Jenny - One thing it told us is that genetic differences between individual baboons play a really important role in determining, whether, gene expression levels tend to be high or low. This is pretty consistent with what we know in humans. But it turned out that it was actually much easier to identify these kinds of genetic effects on gene expression levels in the baboons than it has been in humans so far, suggesting that baboons might in fact be more genetically variable than your average human population. Those genes in baboons were also likely to be related to genetic differences among individuals in humans. So, genetic effects on gene expression levels in baboons are, to some degree, similar to the sets of genes that show the same pattern in humans. And that was interesting and surprising because it suggests that some genes are kind of more free to vary than others. Natural selection makes some genes very constant in the way that they are expressed, whereas other genes are allowed to vary in populations more freely.

Chris - What sorts of things do these genes that are changing very rapidly in the baboons specify in the body? What jobs do they do and what jobs are they controlling?

Jenny - Some of those genes are involved in immune defence, again, suggesting that when you're job is to cope with exposure to pathogens, being able to have a lot of variation and being able to evolve very rapidly might be important. Other kinds of things that we see are variation in genes that would respond to other kinds of environmental stimuli. Things that help your body cope with the environmental changes that it faces day to day.

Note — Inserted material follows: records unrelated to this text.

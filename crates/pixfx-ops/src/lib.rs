//! # pixfx-ops
//!
//! Pixel kernels for compositing and the driver that applies them to rows.
//!
//! # Kernels
//!
//! - [`keyer`] - additive/difference keyer with optional shadow and compensation
//! - [`vibrance`] - saturation weighted toward muted pixels
//! - [`contrast`] - pivot power-law contrast
//! - [`radial`] - angular ramp, rays and rings generators
//! - [`scroll`] - integer scroll with wrap-around
//! - [`toon`] - separable soften blur
//!
//! # Driving kernels
//!
//! Each kernel implements [`Effect`]: derive an immutable params snapshot
//! from settings, declare the inputs it needs, process one span. A
//! [`RowDriver`] runs an effect over spans of [`RowSource`](pixfx_core::RowSource)
//! inputs, [`render_frame`] runs it over a whole frame, and the
//! [`Registry`] builds drivers by name from YAML [`Preset`]s.
//!
//! # Example
//!
//! ```rust
//! use pixfx_core::{Channel, ChannelLayout, ChannelSet, Frame};
//! use pixfx_ops::keyer::{Keyer, KeyerSettings};
//! use pixfx_ops::{render_frame, RenderContext, RowDriver};
//!
//! let bg = Frame::filled(8, 8, ChannelLayout::rgba(), &[0.5, 0.5, 0.5, 1.0]).unwrap();
//! let screen = Frame::filled(8, 8, ChannelLayout::rgba(), &[0.3, 0.2, 0.1, 1.0]).unwrap();
//!
//! let settings = KeyerSettings { highlights: 1.0, ..Default::default() };
//! let keyer = RowDriver::<Keyer>::new(&settings, bg.format()).unwrap();
//!
//! let ctx = RenderContext::from_source(&bg).with_input(&screen);
//! let report = render_frame(&keyer, &ctx, ChannelSet::RGBA).unwrap();
//! assert!((report.frame.get(0, 0, Channel::RED) - 0.65).abs() < 1e-6);
//! ```
//!
//! # Feature Flags
//!
//! - `parallel` (default) - render rows concurrently with Rayon

#![warn(missing_docs)]
#![warn(rustdoc::missing_crate_level_docs)]

mod driver;
mod effect;
mod error;
mod registry;
mod render;

pub mod contrast;
pub mod keyer;
pub mod radial;
pub mod scroll;
pub mod toon;
pub mod vibrance;

pub use driver::{Processor, RenderContext, RowDriver};
pub use effect::{AbortFlag, ChannelSpec, Effect, SpanBuffers, SpanOutcome};
pub use error::{OpsError, OpsResult};
pub use registry::{Preset, Registry};
pub use render::{render_frame, RenderReport};

/// Prelude module for convenient imports.
pub mod prelude {
    pub use crate::contrast::{Contrast, ContrastSettings};
    pub use crate::keyer::{Compensation, CompensationFormula, CompensationScope, Keyer, KeyerSettings};
    pub use crate::radial::{CircularRamp, CircularRays, CircularRings};
    pub use crate::scroll::{Scroll, ScrollSettings};
    pub use crate::toon::{Toon, ToonFilter, ToonSettings};
    pub use crate::vibrance::{Vibrance, VibranceSettings};
    pub use crate::{
        render_frame, AbortFlag, Effect, OpsError, OpsResult, Preset, Processor, Registry,
        RenderContext, RowDriver, SpanOutcome,
    };
}
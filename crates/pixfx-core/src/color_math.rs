//! Stateless color math shared by all kernels.
//!
//! - [`luminance`] - brightness scalar under a [`LuminanceMode`]
//! - [`lerp`] - blend from a luminance value toward a channel value
//! - [`clamp`] - range clamp that lets NaN through
//!
//! None of these functions sanitize their inputs. NaN and infinities
//! propagate according to IEEE-754.

use crate::pixel::Color3;
use std::fmt;
use std::str::FromStr;

/// Rec.709 luminance weights `[R, G, B]`.
pub const REC709_LUMA: [f32; 3] = [0.2126, 0.7152, 0.0722];

/// CCIR 601 luminance weights `[R, G, B]`.
pub const CCIR601_LUMA: [f32; 3] = [0.299, 0.587, 0.114];

/// Formula used to collapse three channels into one brightness value.
#[derive(Debug, Clone, Copy, PartialEq, Eq, Hash, Default)]
#[cfg_attr(feature = "serde", derive(serde::Serialize, serde::Deserialize))]
#[cfg_attr(feature = "serde", serde(rename_all = "snake_case"))]
pub enum LuminanceMode {
    /// `0.2126 R + 0.7152 G + 0.0722 B`
    #[default]
    Rec709,
    /// `0.299 R + 0.587 G + 0.114 B`
    Ccir601,
    /// `(R + G + B) / 3`
    Average,
    /// `max(R, G, B)`
    Maximum,
    /// `min(R, G, B)`
    Minimum,
}

impl LuminanceMode {
    /// Every mode, in menu order.
    pub const ALL: [Self; 5] = [
        Self::Rec709,
        Self::Ccir601,
        Self::Average,
        Self::Maximum,
        Self::Minimum,
    ];

    /// Short lowercase name, as accepted by [`FromStr`].
    pub const fn name(self) -> &'static str {
        match self {
            Self::Rec709 => "rec709",
            Self::Ccir601 => "ccir601",
            Self::Average => "average",
            Self::Maximum => "maximum",
            Self::Minimum => "minimum",
        }
    }
}

impl fmt::Display for LuminanceMode {
    fn fmt(&self, f: &mut fmt::Formatter<'_>) -> fmt::Result {
        f.write_str(self.name())
    }
}

impl FromStr for LuminanceMode {
    type Err = String;

    fn from_str(s: &str) -> Result<Self, Self::Err> {
        let normalized = s.to_ascii_lowercase().replace([' ', '_', '.'], "");
        match normalized.as_str() {
            "rec709" => Ok(Self::Rec709),
            "ccir601" | "rec601" => Ok(Self::Ccir601),
            "average" | "avg" => Ok(Self::Average),
            "maximum" | "max" => Ok(Self::Maximum),
            "minimum" | "min" => Ok(Self::Minimum),
            _ => Err(format!("unknown luminance mode '{s}'")),
        }
    }
}

/// Brightness of `c` under `mode`.
///
/// # Example
///
/// ```rust
/// use pixfx_core::{luminance, Color3, LuminanceMode};
///
/// let c = Color3::new(0.5, 0.3, 0.2);
/// assert!((luminance(c, LuminanceMode::Rec709) - 0.3353).abs() < 1e-4);
/// assert_eq!(luminance(c, LuminanceMode::Maximum), 0.5);
/// ```
#[inline]
pub fn luminance(c: Color3, mode: LuminanceMode) -> f32 {
    match mode {
        LuminanceMode::Rec709 => weighted(c, REC709_LUMA),
        LuminanceMode::Ccir601 => weighted(c, CCIR601_LUMA),
        LuminanceMode::Average => (c.r + c.g + c.b) / 3.0,
        LuminanceMode::Maximum => c.max_channel(),
        LuminanceMode::Minimum => c.min_channel(),
    }
}

#[inline]
fn weighted(c: Color3, w: [f32; 3]) -> f32 {
    c.r * w[0] + c.g * w[1] + c.b * w[2]
}

/// Blends from `y` toward `x` by `t`: `y + t * (x - y)`.
///
/// At the call sites `y` is a luminance value and `x` an original
/// channel, so `t = 0` yields gray and `t = 1` the untouched channel.
#[inline]
pub fn lerp(y: f32, x: f32, t: f32) -> f32 {
    y + t * (x - y)
}

/// Clamps `v` into `[lo, hi]`.
///
/// Requires `lo <= hi` (not checked). Unlike [`f32::clamp`] this never
/// panics and returns NaN unchanged.
#[inline]
pub fn clamp(v: f32, lo: f32, hi: f32) -> f32 {
    if v < lo {
        lo
    } else if v > hi {
        hi
    } else {
        v
    }
}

Chris - Have you got a handle on the role of epigenetics here? Because obviously you're looking at gene expression levels but have you any handle on the role that the epigenetic influence might be playing in what you're seeing or is that mixed in there and you can't tell?

Jenny - Based on the data set that we reported on here, we can't tell because we didn't do any direct measures of the epigenome. But it's very tempting to speculate that some of the, particularly, the long-term influences of social environment on gene expression might be mediated by aspects of the epigenome because some of those things are known to be stable over quite some time. It's actually a great question. It's something that we're looking at in my lab now.